▸ **LISTED ENTRIES**
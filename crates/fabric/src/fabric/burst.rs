//! Burst address sequencing.
//!
//! This module turns a first-beat address and a burst kind into the full beat
//! address sequence. It provides:
//! 1. **Validation:** Width, alignment, and window checks before any beat issues.
//! 2. **Wrap Arithmetic:** Fixed-length bursts advance inside an aligned window
//!    whose low bits wrap; open-ended bursts increment across the address space.
//! 3. **Lockstep Use:** The fabric and the testbench drivers derive beat
//!    addresses from the same cursor so they never disagree mid-burst.

use crate::common::addr::is_aligned;
use crate::common::data::{BeatSize, BurstKind};
use crate::common::error::TransferError;

/// Per-transfer beat address generator.
///
/// A cursor is created once per burst after validation and consumed one
/// `advance` per accepted beat. Fixed-length bursts split their start address
/// into an aligned window base and an in-window offset; only the offset
/// advances, masked to the window, which yields the wrapping sequence.
/// Open-ended incrementing bursts use a full mask, so the offset increments
/// modulo the 32-bit address space.
#[derive(Clone, Copy, Debug, PartialEq, Eq)]
pub struct BurstCursor {
    base: u32,
    offset: u32,
    mask: u32,
    step: u32,
    remaining: u32,
    total: u32,
}

impl BurstCursor {
    /// Validates a transfer and positions a cursor on its first beat.
    ///
    /// Checks run in a fixed order: the beat size must fit the data path,
    /// the address must be aligned to the beat size, and fixed-length
    /// incrementing bursts must start at offset zero of their window
    /// (wrapping bursts may start anywhere inside it).
    ///
    /// # Arguments
    ///
    /// * `addr` - Address of the first beat.
    /// * `size` - Width of every beat in the burst.
    /// * `kind` - Burst kind; fixes the beat count except for `Incr`.
    /// * `declared_len` - Beat count for `Incr` bursts (clamped to at least 1);
    ///   ignored for all other kinds.
    /// * `width_bits` - Data path width in bits.
    ///
    /// # Returns
    ///
    /// A cursor positioned on the first beat.
    ///
    /// # Errors
    ///
    /// Returns the first failing [`TransferError`] check; no beat is sequenced.
    pub fn first(
        addr: u32,
        size: BeatSize,
        kind: BurstKind,
        declared_len: u32,
        width_bits: u32,
    ) -> Result<Self, TransferError> {
        if size.bits() > width_bits {
            return Err(TransferError::SizeTooWide { size, width_bits });
        }
        let step = size.bytes();
        if !is_aligned(addr, step) {
            return Err(TransferError::MisalignedAddress { addr, size });
        }

        let (mask, total) = match kind.len_log2() {
            Some(len_log2) => {
                let mask = (1u32 << (u32::from(size.encoding()) + len_log2)) - 1;
                if !kind.is_wrapping() && addr & mask != 0 {
                    return Err(TransferError::MisalignedBurst { addr, burst: kind });
                }
                (mask, 1u32 << len_log2)
            }
            None => {
                let total = if kind == BurstKind::Single {
                    1
                } else {
                    declared_len.max(1)
                };
                (u32::MAX, total)
            }
        };

        Ok(Self {
            base: addr & !mask,
            offset: addr & mask,
            mask,
            step,
            remaining: total,
            total,
        })
    }

    /// Returns the address of the current beat.
    #[inline(always)]
    pub fn addr(&self) -> u32 {
        self.base.wrapping_add(self.offset)
    }

    /// Moves the cursor to the next beat.
    ///
    /// The in-window offset advances by one beat width and wraps at the
    /// window mask. For open-ended bursts the mask is full, so the address
    /// wraps only at the top of the 32-bit space.
    #[inline]
    pub fn advance(&mut self) {
        self.offset = self.offset.wrapping_add(self.step) & self.mask;
        self.remaining = self.remaining.saturating_sub(1);
    }

    /// Returns how many beats have not yet been accepted (current beat included).
    #[inline(always)]
    pub fn remaining(&self) -> u32 {
        self.remaining
    }

    /// Returns the total beat count of the burst.
    #[inline(always)]
    pub fn total(&self) -> u32 {
        self.total
    }

    /// Returns how many beats have been accepted so far.
    #[inline(always)]
    pub fn accepted(&self) -> u32 {
        self.total - self.remaining
    }

    /// Drops all beats that have not yet issued.
    ///
    /// Used when a master terminates an open-ended burst early; already
    /// accepted beats are unaffected.
    pub(crate) fn truncate(&mut self) {
        self.remaining = 0;
    }
}
//! Slave model seam.
//!
//! The fabric drives attached models through a narrow trait so benches can
//! swap memories, peripherals, and test doubles freely. It provides:
//! 1. **The Contract:** One [`SlaveModel::tick`] call per fabric tick with
//!    the mux'd port signals; the model answers with its data-phase response.
//! 2. **Downcasting:** An optional escape hatch for tests that need to reach
//!    a concrete model behind the trait object.
//! 3. **A Null Model:** Unattached slave ports decode and arbitrate normally
//!    but complete every data phase immediately with zero data.

use std::any::Any;

use super::signals::{SlaveRequest, SlaveReply};

/// One attached slave-port model.
///
/// The fabric calls [`tick`](Self::tick) exactly once per fabric tick, in
/// slave index order, whether or not the port is selected. Models latch
/// address phases and stretch data phases entirely on their side of the
/// seam; the fabric only forwards signals and samples the reply.
pub trait SlaveModel {
    /// Returns the model's name, used in logs.
    fn name(&self) -> &str;

    /// Advances the model by one tick against the presented port signals.
    fn tick(&mut self, req: &SlaveRequest) -> SlaveReply;

    /// Clears transient state (pipeline latches, wait counters).
    ///
    /// Backing storage is expected to survive a reset.
    fn reset(&mut self) {}

    /// Exposes the concrete model to callers that know its type.
    fn as_any_mut(&mut self) -> Option<&mut dyn Any> {
        None
    }
}

impl std::fmt::Debug for dyn SlaveModel {
    fn fmt(&self, f: &mut std::fmt::Formatter<'_>) -> std::fmt::Result {
        write!(f, "SlaveModel({})", self.name())
    }
}

/// Model backing slave ports nothing was attached to.
#[derive(Clone, Copy, Debug, Default)]
pub struct NullSlave;

impl SlaveModel for NullSlave {
    fn name(&self) -> &str {
        "null"
    }

    fn tick(&mut self, _req: &SlaveRequest) -> SlaveReply {
        SlaveReply::default()
    }
}
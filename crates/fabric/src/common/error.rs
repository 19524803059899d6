//! Configuration and transfer error definitions.
//!
//! This module defines the two error families of the fabric. It provides:
//! 1. **Configuration Errors:** Construction-time failures (overlaps, bad sizes,
//!    unknown port names, mutation after lock). The fabric is never partially built.
//! 2. **Transfer Errors:** Per-transfer validation failures (alignment, size).
//!    These reject the submitting call only and never disturb other ports.
//!
//! Decode errors are deliberately absent: an unmapped or unreachable address is
//! not a Rust error but a runtime condition answered on the port with the
//! two-cycle error response sequence.

use thiserror::Error;

use super::data::{BeatSize, BurstKind};

/// Descriptor of a declared address range, used in overlap diagnostics.
#[derive(Clone, Debug, PartialEq, Eq)]
pub struct RangeDescriptor {
    /// Name of the slave owning the range.
    pub slave: String,
    /// First address of the range.
    pub base: u32,
    /// Length of the range in bytes.
    pub size: u32,
}

impl std::fmt::Display for RangeDescriptor {
    fn fmt(&self, f: &mut std::fmt::Formatter<'_>) -> std::fmt::Result {
        write!(
            f,
            "'{}' [{:#010x}+{:#x}]",
            self.slave, self.base, self.size
        )
    }
}

/// Errors raised while building a fabric from its configuration.
///
/// Any of these aborts construction; a fabric is never half-built.
#[derive(Clone, Debug, PartialEq, Eq, Error)]
pub enum ConfigError {
    /// Two ranges owned by different slaves intersect.
    #[error("address ranges overlap: {a} collides with {b}")]
    Overlap {
        /// The lower of the two colliding ranges.
        a: RangeDescriptor,
        /// The higher of the two colliding ranges.
        b: RangeDescriptor,
    },

    /// A range was declared with zero bytes.
    #[error("slave '{slave}' declares a zero-size address range")]
    ZeroSizeRange {
        /// Name of the offending slave.
        slave: String,
    },

    /// A range size is not a power of two or is below the minimum alignment.
    #[error("slave '{slave}' declares an invalid range size {size:#x}")]
    InvalidRangeSize {
        /// Name of the offending slave.
        slave: String,
        /// The rejected size in bytes.
        size: u32,
    },

    /// A range extends past the top of the 32-bit address space.
    #[error("range {base:#010x}+{size:#x} of slave '{slave}' exceeds the address space")]
    RangeOutOfBounds {
        /// Name of the offending slave.
        slave: String,
        /// First address of the range.
        base: u32,
        /// Length of the range in bytes.
        size: u32,
    },

    /// Automatic base assignment found no free aligned slot.
    #[error("no free {size:#x}-byte aligned slot for slave '{slave}'")]
    AddressSpaceExhausted {
        /// Name of the slave whose range could not be placed.
        slave: String,
        /// Requested size in bytes.
        size: u32,
    },

    /// The configuration was mutated after being locked.
    #[error("configuration is locked")]
    Locked,

    /// A connection names a master that was never declared.
    #[error("unknown master '{name}'")]
    UnknownMaster {
        /// The undeclared name.
        name: String,
    },

    /// A connection names a slave that was never declared.
    #[error("unknown slave '{name}'")]
    UnknownSlave {
        /// The undeclared name.
        name: String,
    },

    /// Two ports of the same kind share a name.
    #[error("duplicate port name '{name}'")]
    DuplicateName {
        /// The repeated name.
        name: String,
    },

    /// The configured data path width is unsupported.
    #[error("unsupported data path width of {bits} bits")]
    InvalidDataWidth {
        /// The rejected width in bits.
        bits: u32,
    },
}

/// Errors raised when a single transfer fails validation.
///
/// Raised before any beat is sequenced; the offending transfer is rejected
/// and no fabric or slave state changes.
#[derive(Clone, Copy, Debug, PartialEq, Eq, Error)]
pub enum TransferError {
    /// The beat size exceeds the configured data path width.
    #[error("{size} beats exceed the {width_bits}-bit data path")]
    SizeTooWide {
        /// Requested beat size.
        size: BeatSize,
        /// Configured data path width in bits.
        width_bits: u32,
    },

    /// The start address is not a multiple of the beat size.
    #[error("address {addr:#010x} is not aligned to a {size} beat")]
    MisalignedAddress {
        /// The misaligned address.
        addr: u32,
        /// Requested beat size.
        size: BeatSize,
    },

    /// A fixed-length incrementing burst does not start at its window base.
    #[error("{burst} burst at {addr:#010x} does not start at its aligned window")]
    MisalignedBurst {
        /// The offending start address.
        addr: u32,
        /// Requested burst kind.
        burst: BurstKind,
    },

    /// The supplied beat count does not match the burst kind.
    #[error("{kind} burst expects {expected} beats, {got} supplied")]
    BeatCountMismatch {
        /// Requested burst kind.
        kind: BurstKind,
        /// Beat count implied by the kind.
        expected: u32,
        /// Beat count actually supplied.
        got: u32,
    },
}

▸ **WORK TO BE COMPLETED**
Repeat the entries above verbatim, but only from the line that has "SlaveReply::default()" down to the line that has "error response sequence.", inclusive.

▸ **WRITTEN SOLUTION**
        SlaveReply::default()
    }
}
filename crates/fabric/src/common/error.rs
repository 19524803059899d6
//! Configuration and transfer error definitions.
//!
//! This module defines the two error families of the fabric. It provides:
//! 1. **Configuration Errors:** Construction-time failures (overlaps, bad sizes,
//!    unknown port names, mutation after lock). The fabric is never partially built.
//! 2. **Transfer Errors:** Per-transfer validation failures (alignment, size).
//!    These reject the submitting call only and never disturb other ports.
//!
//! Decode errors are deliberately absent: an unmapped or unreachable address is
//! not a Rust error but a runtime condition answered on the port with the
//! two-cycle error response sequence.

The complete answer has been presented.